* [Your task]: Each entry should appear in the answer exactly as written.

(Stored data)
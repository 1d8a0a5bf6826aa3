//! Shared domain types, error taxonomy, event bus, and configuration for the
//! postpulse ingestion engine.

pub mod app_config;
pub mod config;
pub mod error;
pub mod events;
pub mod post;
pub mod provider;
pub mod scan;

pub use app_config::{AppConfig, Environment, ProviderSettings};
pub use config::{load_app_config, load_app_config_from_env};
pub use error::{ConfigError, IngestError};
pub use events::{EventBus, EventTopic, LogEntry, LogLevel, MetricEvent, ScanFailed};
pub use post::{engagement_rate, extract_hashtags, ContentType, EngagementCounts, PostMetric};
pub use provider::Provider;
pub use scan::{PeakTime, Scan, ScanOptions, ScanResults, ScanStatus};
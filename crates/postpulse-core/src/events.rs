//! Lifecycle and observability event bus.
//!
//! Four fixed topics, each backed by its own `tokio::sync::broadcast`
//! channel. Publishing never fails: with no subscribers the event is dropped.

use std::collections::BTreeMap;
use std::fmt;

use chrono::{DateTime, Utc};
use serde::{Deserialize, Serialize};
use tokio::sync::broadcast;

use crate::provider::Provider;
use crate::scan::Scan;

const TOPIC_CAPACITY: usize = 256;

/// The only topic names that are part of the engine's contract.
#[derive(Debug, Clone, Copy, PartialEq, Eq)]
pub enum EventTopic {
    ScanCompleted,
    ScanFailed,
    Log,
    Metrics,
}

impl EventTopic {
    #[must_use]
    pub fn name(self) -> &'static str {
        match self {
            EventTopic::ScanCompleted => "scan.completed",
            EventTopic::ScanFailed => "scan.failed",
            EventTopic::Log => "log",
            EventTopic::Metrics => "metrics",
        }
    }
}

#[derive(Debug, Clone, Serialize, Deserialize)]
pub struct ScanFailed {
    pub scan: Scan,
    pub error: String,
}

#[derive(Debug, Clone, Copy, PartialEq, Eq, Serialize, Deserialize)]
#[serde(rename_all = "lowercase")]
pub enum LogLevel {
    Debug,
    Info,
    Warn,
    Error,
}

impl fmt::Display for LogLevel {
    fn fmt(&self, f: &mut fmt::Formatter<'_>) -> fmt::Result {
        let s = match self {
            LogLevel::Debug => "debug",
            LogLevel::Info => "info",
            LogLevel::Warn => "warn",
            LogLevel::Error => "error",
        };
        f.write_str(s)
    }
}

#[derive(Debug, Clone, Serialize, Deserialize)]
pub struct LogEntry {
    pub level: LogLevel,
    pub message: String,
    pub scan_id: Option<String>,
    pub provider: Option<Provider>,
    pub at: DateTime<Utc>,
}

impl LogEntry {
    #[must_use]
    pub fn new(level: LogLevel, message: impl Into<String>) -> Self {
        Self {
            level,
            message: message.into(),
            scan_id: None,
            provider: None,
            at: Utc::now(),
        }
    }

    #[must_use]
    pub fn scan(mut self, scan_id: &str) -> Self {
        self.scan_id = Some(scan_id.to_owned());
        self
    }

    #[must_use]
    pub fn provider(mut self, provider: Provider) -> Self {
        self.provider = Some(provider);
        self
    }
}

/// A named measurement, e.g. `cache.hit` with `segment` and `key` labels.
#[derive(Debug, Clone, Serialize, Deserialize)]
pub struct MetricEvent {
    pub name: String,
    pub value: f64,
    pub labels: BTreeMap<String, String>,
    pub at: DateTime<Utc>,
}

impl MetricEvent {
    #[must_use]
    pub fn new(name: impl Into<String>, value: f64) -> Self {
        Self {
            name: name.into(),
            value,
            labels: BTreeMap::new(),
            at: Utc::now(),
        }
    }

    #[must_use]
    pub fn label(mut self, key: &str, value: impl Into<String>) -> Self {
        self.labels.insert(key.to_owned(), value.into());
        self
    }
}

/// Process-wide publish/subscribe hub, constructed once and cloned into each
/// component that emits events.
#[derive(Debug, Clone)]
pub struct EventBus {
    completed: broadcast::Sender<Scan>,
    failed: broadcast::Sender<ScanFailed>,
    logs: broadcast::Sender<LogEntry>,
    metrics: broadcast::Sender<MetricEvent>,
}

impl Default for EventBus {
    fn default() -> Self {
        Self::new()
    }
}

impl EventBus {
    #[must_use]
    pub fn new() -> Self {
        let (completed, _) = broadcast::channel(TOPIC_CAPACITY);
        let (failed, _) = broadcast::channel(TOPIC_CAPACITY);
        let (logs, _) = broadcast::channel(TOPIC_CAPACITY);
        let (metrics, _) = broadcast::channel(TOPIC_CAPACITY);
        Self {
            completed,
            failed,
            logs,
            metrics,
        }
    }

    pub fn publish_completed(&self, scan: Scan) {
        let _ = self.completed.send(scan);
    }

    pub fn publish_failed(&self, scan: Scan, error: String) {
        let _ = self.failed.send(ScanFailed { scan, error });
    }

    pub fn publish_log(&self, entry: LogEntry) {
        let _ = self.logs.send(entry);
    }

    pub fn publish_metric(&self, metric: MetricEvent) {
        let _ = self.metrics.send(metric);
    }

    #[must_use]
    pub fn subscribe_completed(&self) -> broadcast::Receiver<Scan> {
        self.completed.subscribe()
    }

    #[must_use]
    pub fn subscribe_failed(&self) -> broadcast::Receiver<ScanFailed> {
        self.failed.subscribe()
    }

    #[must_use]
    pub fn subscribe_logs(&self) -> broadcast::Receiver<LogEntry> {
        self.logs.subscribe()
    }

    #[must_use]
    pub fn subscribe_metrics(&self) -> broadcast::Receiver<MetricEvent> {
        self.metrics.subscribe()
    }
}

* [Solution for this problem]:
repository 1d8a0a5bf6826aa3
//! Shared domain types, error taxonomy, event bus, and configuration for the
//! postpulse ingestion engine.

pub mod app_config;
pub mod config;
pub mod error;
pub mod events;
pub mod post;
pub mod provider;
pub mod scan;

pub use app_config::{AppConfig, Environment, ProviderSettings};
pub use config::{load_app_config, load_app_config_from_env};
pub use error::{ConfigError, IngestError};
pub use events::{EventBus, EventTopic, LogEntry, LogLevel, MetricEvent, ScanFailed};
pub use post::{engagement_rate, extract_hashtags, ContentType, EngagementCounts, PostMetric};
pub use provider::Provider;
pub use scan::{PeakTime, Scan, ScanOptions, ScanResults, ScanStatus};
filename crates/postpulse-core/src/events.rs
//! Lifecycle and observability event bus.
//!
//! Four fixed topics, each backed by its own `tokio::sync::broadcast`
//! channel. Publishing never fails: with no subscribers the event is dropped.

use std::collections::BTreeMap;
use std::fmt;

use chrono::{DateTime, Utc};
use serde::{Deserialize, Serialize};
use tokio::sync::broadcast;

use crate::provider::Provider;
use crate::scan::Scan;

const TOPIC_CAPACITY: usize = 256;

/// The only topic names that are part of the engine's contract.
#[derive(Debug, Clone, Copy, PartialEq, Eq)]
pub enum EventTopic {
    ScanCompleted,
    ScanFailed,
    Log,
    Metrics,
}

impl EventTopic {
    #[must_use]
    pub fn name(self) -> &'static str {
        match self {
            EventTopic::ScanCompleted => "scan.completed",
            EventTopic::ScanFailed => "scan.failed",
            EventTopic::Log => "log",
            EventTopic::Metrics => "metrics",
        }
    }
}

#[derive(Debug, Clone, Serialize, Deserialize)]
pub struct ScanFailed {
    pub scan: Scan,
    pub error: String,
}

#[derive(Debug, Clone, Copy, PartialEq, Eq, Serialize, Deserialize)]
#[serde(rename_all = "lowercase")]
pub enum LogLevel {
    Debug,
    Info,
    Warn,
    Error,
}

impl fmt::Display for LogLevel {
    fn fmt(&self, f: &mut fmt::Formatter<'_>) -> fmt::Result {
        let s = match self {
            LogLevel::Debug => "debug",
            LogLevel::Info => "info",
            LogLevel::Warn => "warn",
            LogLevel::Error => "error",
        };
        f.write_str(s)
    }
}

#[derive(Debug, Clone, Serialize, Deserialize)]
pub struct LogEntry {
    pub level: LogLevel,
    pub message: String,
    pub scan_id: Option<String>,
    pub provider: Option<Provider>,
    pub at: DateTime<Utc>,
}

impl LogEntry {
    #[must_use]
    pub fn new(level: LogLevel, message: impl Into<String>) -> Self {
        Self {
            level,
            message: message.into(),
            scan_id: None,
            provider: None,
            at: Utc::now(),
        }
    }

    #[must_use]
    pub fn scan(mut self, scan_id: &str) -> Self {
        self.scan_id = Some(scan_id.to_owned());
        self
    }

    #[must_use]
    pub fn provider(mut self, provider: Provider) -> Self {
        self.provider = Some(provider);
        self
    }
}

/// A named measurement, e.g. `cache.hit` with `segment` and `key` labels.
#[derive(Debug, Clone, Serialize, Deserialize)]
pub struct MetricEvent {
    pub name: String,
    pub value: f64,
    pub labels: BTreeMap<String, String>,
    pub at: DateTime<Utc>,
}

impl MetricEvent {
    #[must_use]
    pub fn new(name: impl Into<String>, value: f64) -> Self {
        Self {
            name: name.into(),
            value,
            labels: BTreeMap::new(),
            at: Utc::now(),
        }
    }

    #[must_use]
    pub fn label(mut self, key: &str, value: impl Into<String>) -> Self {
        self.labels.insert(key.to_owned(), value.into());
        self
    }
}

/// Process-wide publish/subscribe hub, constructed once and cloned into each
/// component that emits events.
#[derive(Debug, Clone)]
pub struct EventBus {
    completed: broadcast::Sender<Scan>,
    failed: broadcast::Sender<ScanFailed>,
    logs: broadcast::Sender<LogEntry>,
    metrics: broadcast::Sender<MetricEvent>,
}

impl Default for EventBus {
    fn default() -> Self {
        Self::new()
    }
}

impl EventBus {
    #[must_use]
    pub fn new() -> Self {
        let (completed, _) = broadcast::channel(TOPIC_CAPACITY);
        let (failed, _) = broadcast::channel(TOPIC_CAPACITY);
        let (logs, _) = broadcast::channel(TOPIC_CAPACITY);
        let (metrics, _) = broadcast::channel(TOPIC_CAPACITY);
        Self {
            completed,
            failed,
            logs,
            metrics,
        }
    }

    pub fn publish_completed(&self, scan: Scan) {
        let _ = self.completed.send(scan);
    }

    pub fn publish_failed(&self, scan: Scan, error: String) {
        let _ = self.failed.send(ScanFailed { scan, error });
    }

    pub fn publish_log(&self, entry: LogEntry) {
        let _ = self.logs.send(entry);
    }

    pub fn publish_metric(&self, metric: MetricEvent) {
        let _ = self.metrics.send(metric);
    }

    #[must_use]
    pub fn subscribe_completed(&self) -> broadcast::Receiver<Scan> {
        self.completed.subscribe()
    }

    #[must_use]
    pub fn subscribe_failed(&self) -> broadcast::Receiver<ScanFailed> {
        self.failed.subscribe()
    }

    #[must_use]
    pub fn subscribe_logs(&self) -> broadcast::Receiver<LogEntry> {
        self.logs.subscribe()
    }

    #[must_use]
    pub fn subscribe_metrics(&self) -> broadcast::Receiver<MetricEvent> {
        self.metrics.subscribe()
    }
}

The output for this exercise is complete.